• _Assignment_
Write out exactly what each line says, starting with the first line below and ending on the one with "async fn app()".

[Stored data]
-- Opening Marker --

#![cfg(feature = "service-password")]

mod common;

use accounts_boost::Boost;
use axum::Router;
use axum::body::{Body, to_bytes};
use axum::http::{Request, StatusCode, header};
use common::{memory_registry, options};
use serde_json::{Value, json};
use tower::ServiceExt;

async fn app() -> Router {
    let boost = Boost::builder().registry(memory_registry()).options(options()).build().await.unwrap();
    boost.router().unwrap()
}

async fn graphql(app: &Router, query: &str, token: Option<&str>) -> Value {
    let mut request = Request::post("/")
        .header(header::CONTENT_TYPE, "application/json")
        .header(header::USER_AGENT, "boost-tests");
    if let Some(token) = token {
        request = request.header(header::AUTHORIZATION, format!("Bearer {token}"));
    }
    let request = request.body(Body::from(json!({ "query": query }).to_string())).unwrap();

    let response = app.clone().oneshot(request).await.unwrap();
    assert_eq!(response.status(), StatusCode::OK);
    let body = to_bytes(response.into_body(), usize::MAX).await.unwrap();
    serde_json::from_slice(&body).unwrap()
}

#[tokio::test]
async fn create_authenticate_and_read_the_user() {
    let app = app().await;

    let created = graphql(
        &app,
        r#"mutation { createUser(user: { username: "alice", email: "alice@example.com", password: "hunter22" }) }"#,
        None,
    )
    .await;
    let id = created["data"]["createUser"].as_str().unwrap().to_owned();

    let login = graphql(
        &app,
        r#"mutation {
            authenticate(serviceName: "password", params: { user: { email: "alice@example.com" }, password: "hunter22" }) {
                sessionId
                tokens { accessToken refreshToken }
                user { id username }
            }
        }"#,
        None,
    )
    .await;
    let login = &login["data"]["authenticate"];
    assert_eq!(login["user"]["id"], id.as_str());
    let token = login["tokens"]["accessToken"].as_str().unwrap();

    let me = graphql(&app, "{ getUser { id username emails { address verified } } }", Some(token)).await;
    assert_eq!(me["data"]["getUser"]["username"], "alice");
    assert_eq!(me["data"]["getUser"]["emails"][0]["address"], "alice@example.com");

    let anonymous = graphql(&app, "{ getUser { id } }", None).await;
    assert_eq!(anonymous["data"]["getUser"], Value::Null);
}

#[tokio::test]
async fn auth_directive_guards_logout() {
    let app = app().await;
    let response = graphql(&app, "mutation { logout }", None).await;
    assert_eq!(response["errors"][0]["message"], "Unauthorized");
}

#[tokio::test]
async fn health_reports_up() {
    let app = app().await;
    let response =
        app.oneshot(Request::get("/health").body(Body::empty()).unwrap()).await.unwrap();
    assert_eq!(response.status(), StatusCode::OK);
    assert_eq!(response.headers()[header::CACHE_CONTROL], "no-store, no-cache, must-revalidate");

    let body: Value = serde_json::from_slice(&to_bytes(response.into_body(), usize::MAX).await.unwrap()).unwrap();
    assert_eq!(body["status"], "up");
    assert_eq!(body["version"], env!("CARGO_PKG_VERSION"));
}

#[tokio::test]
async fn graphiql_is_served_on_get() {
    let app = app().await;
    let response = app.oneshot(Request::get("/").body(Body::empty()).unwrap()).await.unwrap();
    assert_eq!(response.status(), StatusCode::OK);
    let body = to_bytes(response.into_body(), usize::MAX).await.unwrap();
    assert!(String::from_utf8_lossy(&body).to_lowercase().contains("graphiql"));
}
//! # Accounts server
//!
//! The authentication core the bootstrap wires up: a registry of [`AuthenticationService`]s,
//! session bookkeeping on top of a [`DatabaseManager`] and HS256 access/refresh token pairs.
//!
//! ```rust,ignore
//! let db = DatabaseManager::from_storage(Arc::new(MemoryStorage::new()));
//! let server = AccountsServer::new(ServerOptions::new(config, db), services)?;
//! let login = server.login_with_service("password", params, ConnectionInfo::default()).await?;
//! let user = server.resume_session(&login.tokens.access_token).await?;
//! ```

mod error;
mod service;
pub mod storage;
mod tokens;
pub mod types;

pub use crate::error::{ServerError, ServerErrorExt};
pub use crate::service::{AuthenticationService, ServicesMap};
pub use crate::storage::{DatabaseManager, MemoryStorage, StorageError};
pub use crate::tokens::generate_secret;
pub use crate::types::{ConnectionInfo, EmailRecord, LoginResult, NewUser, Session, Tokens, User};

use crate::storage::{SessionStorage, UserStorage};
use crate::tokens::{TokenIssuer, TokenKind, generate_session_token};
use accounts_domain::config::AccountsConfig;
use serde_json::Value;
use std::borrow::Cow;
use std::sync::Arc;
use tracing::{debug, info, instrument};

const AMBIGUOUS_CREDENTIALS: &str = "Invalid credentials";

/// Everything [`AccountsServer::new`] needs besides the services.
#[derive(Debug, Clone)]
pub struct ServerOptions {
    pub config: AccountsConfig,
    pub db: DatabaseManager,
}

impl ServerOptions {
    #[must_use]
    pub const fn new(config: AccountsConfig, db: DatabaseManager) -> Self {
        Self { config, db }
    }
}

#[derive(Debug)]
pub struct AccountsServer {
    config: AccountsConfig,
    db: DatabaseManager,
    services: ServicesMap,
    tokens: TokenIssuer,
}

impl AccountsServer {
    /// Builds the server and hands each service the database manager.
    ///
    /// # Errors
    /// [`ServerError::Config`] when the token secret is blank.
    pub fn new(options: ServerOptions, services: ServicesMap) -> Result<Self, ServerError> {
        let ServerOptions { config, db } = options;
        if config.token_secret.trim().is_empty() {
            return Err(ServerError::Config {
                message: "token_secret cannot be empty".into(),
                context: None,
            });
        }

        for service in services.values() {
            service.set_store(db.clone());
        }
        info!(services = ?services.keys().collect::<Vec<_>>(), "Accounts server initialized");

        let tokens = TokenIssuer::new(&config);
        Ok(Self { config, db, services, tokens })
    }

    #[must_use]
    pub const fn config(&self) -> &AccountsConfig {
        &self.config
    }

    #[must_use]
    pub const fn db(&self) -> &DatabaseManager {
        &self.db
    }

    #[must_use]
    pub const fn services(&self) -> &ServicesMap {
        &self.services
    }

    #[must_use]
    pub fn service(&self, name: &str) -> Option<&Arc<dyn AuthenticationService>> {
        self.services.get(name)
    }

    /// The service registered under `name`, downcast to its concrete type.
    #[must_use]
    pub fn service_as<T: AuthenticationService>(&self, name: &str) -> Option<&T> {
        self.service(name)?.as_any().downcast_ref::<T>()
    }

    /// Authenticates through `service_name` and opens a session for the user.
    #[instrument(skip(self, params, info), err)]
    pub async fn login_with_service(
        &self,
        service_name: &str,
        params: Value,
        info: ConnectionInfo,
    ) -> Result<LoginResult, ServerError> {
        let service = self.service(service_name).ok_or_else(|| ServerError::ServiceNotFound {
            message: service_name.to_owned().into(),
            context: None,
        })?;

        let user = match service.authenticate(params).await {
            Ok(Some(user)) => user,
            Ok(None) => return Err(self.rejected(None)),
            Err(ServerError::InvalidCredentials { message, .. }) => {
                return Err(self.rejected(Some(message)));
            }
            Err(e) => return Err(e),
        };
        if user.deactivated {
            return Err(ServerError::InvalidCredentials {
                message: "Your account has been deactivated".into(),
                context: None,
            });
        }

        self.login_user(user, info).await
    }

    /// Credential mismatches only carry the service's reason when ambiguous messages are off.
    fn rejected(&self, reason: Option<Cow<'static, str>>) -> ServerError {
        let message = match reason {
            Some(reason) if !self.config.ambiguous_error_messages => reason,
            _ => AMBIGUOUS_CREDENTIALS.into(),
        };
        ServerError::InvalidCredentials { message, context: None }
    }

    /// Opens a session for an already authenticated user.
    pub async fn login_user(
        &self,
        user: User,
        info: ConnectionInfo,
    ) -> Result<LoginResult, ServerError> {
        let token = generate_session_token()?;
        let session_id =
            self.db.create_session(&user.id, &token, &info).await.context("Opening session")?;
        let tokens = self.tokens.issue(&user.id, &token)?;

        info!(user_id = %user.id, session_id = %session_id, "User logged in");
        Ok(LoginResult { session_id, tokens, user })
    }

    /// Resolves the user behind a live access token.
    pub async fn resume_session(&self, access_token: &str) -> Result<User, ServerError> {
        let claims = self.tokens.verify(access_token, TokenKind::Access, true)?;
        let session = self.live_session(&claims.sid, &claims.sub).await?;
        let user = self.session_user(&session.user_id).await?;
        if user.deactivated {
            return Err(ServerError::invalid_session("User is deactivated"));
        }
        Ok(user)
    }

    /// Trades a token pair for a fresh one on the same session.
    ///
    /// The access token may be expired, the refresh token may not.
    #[instrument(skip_all, err)]
    pub async fn refresh_tokens(
        &self,
        access_token: &str,
        refresh_token: &str,
        info: ConnectionInfo,
    ) -> Result<LoginResult, ServerError> {
        let refresh = self.tokens.verify(refresh_token, TokenKind::Refresh, true)?;
        let access = self.tokens.verify(access_token, TokenKind::Access, false)?;
        if refresh.sid != access.sid || refresh.sub != access.sub {
            return Err(ServerError::invalid_session("Tokens belong to different sessions"));
        }

        let session = self.live_session(&refresh.sid, &refresh.sub).await?;
        let user = self.session_user(&session.user_id).await?;
        self.db.update_session(&session.id, &info).await.context("Refreshing session")?;
        let tokens = self.tokens.issue(&user.id, &session.token)?;

        debug!(session_id = %session.id, "Tokens refreshed");
        Ok(LoginResult { session_id: session.id, tokens, user })
    }

    /// Invalidates the session behind the access token.
    pub async fn logout(&self, access_token: &str) -> Result<(), ServerError> {
        let claims = self.tokens.verify(access_token, TokenKind::Access, true)?;
        let session = self.live_session(&claims.sid, &claims.sub).await?;
        self.db.invalidate_session(&session.id).await.context("Closing session")?;

        info!(user_id = %session.user_id, session_id = %session.id, "User logged out");
        Ok(())
    }

    pub async fn find_user_by_id(&self, id: &str) -> Result<Option<User>, ServerError> {
        Ok(self.db.find_user_by_id(id).await?)
    }

    async fn live_session(&self, token: &str, user_id: &str) -> Result<Session, ServerError> {
        let session = self
            .db
            .find_session_by_token(token)
            .await?
            .ok_or_else(|| ServerError::invalid_session("Session not found"))?;
        if !session.valid {
            return Err(ServerError::invalid_session("Session is no longer valid"));
        }
        if session.user_id != user_id {
            return Err(ServerError::invalid_session("Session belongs to another user"));
        }
        Ok(session)
    }

    async fn session_user(&self, user_id: &str) -> Result<User, ServerError> {
        self.db.find_user_by_id(user_id).await?.ok_or_else(|| ServerError::UserNotFound {
            message: user_id.to_owned().into(),
            context: None,
        })
    }
}
use async_graphql::Value;
use async_graphql::dynamic::{FieldFuture, FieldValue, ResolverContext};
use std::collections::BTreeMap;
use std::fmt;
use std::sync::Arc;

/// A field resolver, shareable between schemas.
pub type Resolver = Arc<dyn for<'a> Fn(ResolverContext<'a>) -> FieldFuture<'a> + Send + Sync>;

/// Wraps a resolver into another one, e.g. to guard it.
pub type Directive = Arc<dyn Fn(Resolver) -> Resolver + Send + Sync>;

/// Directives keyed by name, without the leading `@`.
pub type DirectiveMap = BTreeMap<String, Directive>;

/// Boxes a closure as a [`Resolver`].
pub fn resolver<F>(f: F) -> Resolver
where
    F: for<'a> Fn(ResolverContext<'a>) -> FieldFuture<'a> + Send + Sync + 'static,
{
    Arc::new(f)
}

/// Resolves `field` from the parent value when it is an object.
pub fn property_resolver(field: impl Into<String>) -> Resolver {
    let field = field.into();
    resolver(move |ctx| {
        let value = match ctx.parent_value.as_value() {
            Some(Value::Object(map)) => map.get(field.as_str()).cloned(),
            _ => None,
        };
        FieldFuture::new(async move { Ok(value.map(field_value)) })
    })
}

/// Lists become list field values so object items keep resolving their own fields.
pub(crate) fn field_value<'a>(value: Value) -> FieldValue<'a> {
    match value {
        Value::List(items) => FieldValue::list(items.into_iter().map(field_value)),
        other => FieldValue::value(other),
    }
}

/// Resolvers keyed by type name, then field name.
#[derive(Clone, Default)]
pub struct ResolverMap(BTreeMap<String, BTreeMap<String, Resolver>>);

impl ResolverMap {
    #[must_use]
    pub fn new() -> Self {
        Self::default()
    }

    pub fn insert(&mut self, type_name: impl Into<String>, field: impl Into<String>, resolver: Resolver) {
        self.0.entry(type_name.into()).or_default().insert(field.into(), resolver);
    }

    #[must_use]
    pub fn with(mut self, type_name: impl Into<String>, field: impl Into<String>, resolver: Resolver) -> Self {
        self.insert(type_name, field, resolver);
        self
    }

    #[must_use]
    pub fn get(&self, type_name: &str, field: &str) -> Option<&Resolver> {
        self.0.get(type_name)?.get(field)
    }

    #[must_use]
    pub fn contains(&self, type_name: &str, field: &str) -> bool {
        self.get(type_name, field).is_some()
    }

    /// Every `(type, field)` pair, sorted.
    pub fn entries(&self) -> impl Iterator<Item = (&str, &str)> {
        self.0.iter().flat_map(|(ty, fields)| fields.keys().map(move |f| (ty.as_str(), f.as_str())))
    }

    /// Every resolver as `Type.field`, sorted.
    #[must_use]
    pub fn field_names(&self) -> Vec<String> {
        self.entries().map(|(ty, field)| format!("{ty}.{field}")).collect()
    }

    #[must_use]
    pub fn len(&self) -> usize {
        self.0.values().map(BTreeMap::len).sum()
    }

    #[must_use]
    pub fn is_empty(&self) -> bool {
        self.len() == 0
    }

    /// Adds every resolver of `other`, replacing ones already present.
    pub fn merge(&mut self, other: Self) {
        for (ty, fields) in other.0 {
            self.0.entry(ty).or_default().extend(fields);
        }
    }
}

impl fmt::Debug for ResolverMap {
    fn fmt(&self, f: &mut fmt::Formatter<'_>) -> fmt::Result {
        f.debug_set().entries(self.entries().map(|(ty, field)| format!("{ty}.{field}"))).finish()
    }
}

-- Closing Marker --

• _Expected output_
#![cfg(feature = "service-password")]

mod common;

use accounts_boost::Boost;
use axum::Router;
use axum::body::{Body, to_bytes};
use axum::http::{Request, StatusCode, header};
use common::{memory_registry, options};
use serde_json::{Value, json};
use tower::ServiceExt;

async fn app() -> Router {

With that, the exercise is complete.